Is BBQ really spelled that way here? I am too lazy to google. This tells you something about Martin’s. This tells you that it’s the kind of place to pile a bunch of pre-existing components together into one dish, dub it with a catchy name, and trick people into thinking they are ordering something unique and special when really they are just eating a bunch of crap piled up on each other under the guise of something different. What I’m talking about is the “redneck taco”, which takes “hoe cake” (WHAT IS THIS) and ruins it the way all bread-like items are ruined when wet things are put on top of them. In this instance, the wet items are pulled pork, cole slaw, and a generous slathering of sweet BBQ sauce. It recalls all the things I hate about Ethiopian food, without any of the good qualities. Good things: lovely service, and a very efficient ordering system. Rating: Taylor Swift, who is actually a pop music artist and not country

Martin's redneck taco

Martin’s redneck taco

To summarize:

Pounds gained: Maybe 20 each

Exercise employed in futile attempt to stave off said pounds: Nancy’s fitness room is under renovation, so we do Jillian Michaels’ “30-minute shred level 1″ (a lot of jumping jacks) and her mammoth, sadistic “6-week 6-pack abs level 1″.

Pairs of pants ruined: one

Places missed: Prince’s Hot Chicken

St.

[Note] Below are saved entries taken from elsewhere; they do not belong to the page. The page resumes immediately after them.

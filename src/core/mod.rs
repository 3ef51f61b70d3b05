//! Core tokenization engine for bytepair.
//!
//! This module contains the byte-level BPE tokenizer implementation:
//! - Byte-pair encoding driven by a ranked merge table
//! - Vocabulary loading from HuggingFace `vocab.json` + `tokenizer_config.json`
//! - Merge-rule loading from `merges.txt`
//! - Main tokenizer interface with LRU caching and special token handling
//!
//! # Architecture
//!
//! The core is organized into six components:
//!
//! - [`Tokenizer`]: Main tokenizer struct with encoding/decoding API, LRU cache,
//!   and Aho-Corasick special token matching
//! - [`bpe`]: Low-level greedy byte-pair merge loop
//! - [`byte_level`]: Bijective byte ↔ printable-character mapping
//! - [`merges`]: Ranked merge-rule table
//! - [`vocab`]: Bidirectional token-string ↔ id vocabulary
//! - [`config`]: Tokenizer configuration (eos/pad/unk names, added tokens)

pub mod bpe;
pub mod byte_level;
pub mod config;
pub mod merges;
mod tokenizer;
pub mod vocab;

pub use bpe::byte_pair_merge;
pub use byte_level::{byte_for_char, char_for_byte, map_bytes, unmap_chars};
pub use config::{AddedTokenDef, TokenizerConfig};
pub use merges::MergeRanks;
pub use tokenizer::{InitError, Tokenizer, PRETOKENIZE_PATTERN};
pub use vocab::Vocabulary;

Louis

The “gateway to the West”, driving into St. Louis really does feel like driving back up into the north. And that is all I have to say about St. Louis.

1. Pappy’s Smokehouse

We have time for one place, so we’d better make that place count. Why not make it Pappy’s, where a line forms promptly at 11 on the dot and diners are already vying for the best tables before the door even opens. Pappy’s, known for its brisket, serves until it runs out — a very Thai concept. To keep track, there is a blackboard of doom listing items that are gone if you get there too late. Happily, the blackboard of doom does not come into play for us. We get ribs, burnt ends, brisket and sweet potato fries. It is, easily, the best barbecue we’ve had so far on our trip. Where have you been all my life, Pappy’s?

Pounds gained: 5

Exercise employed in futile attempt to stave off pounds: Absolutely none.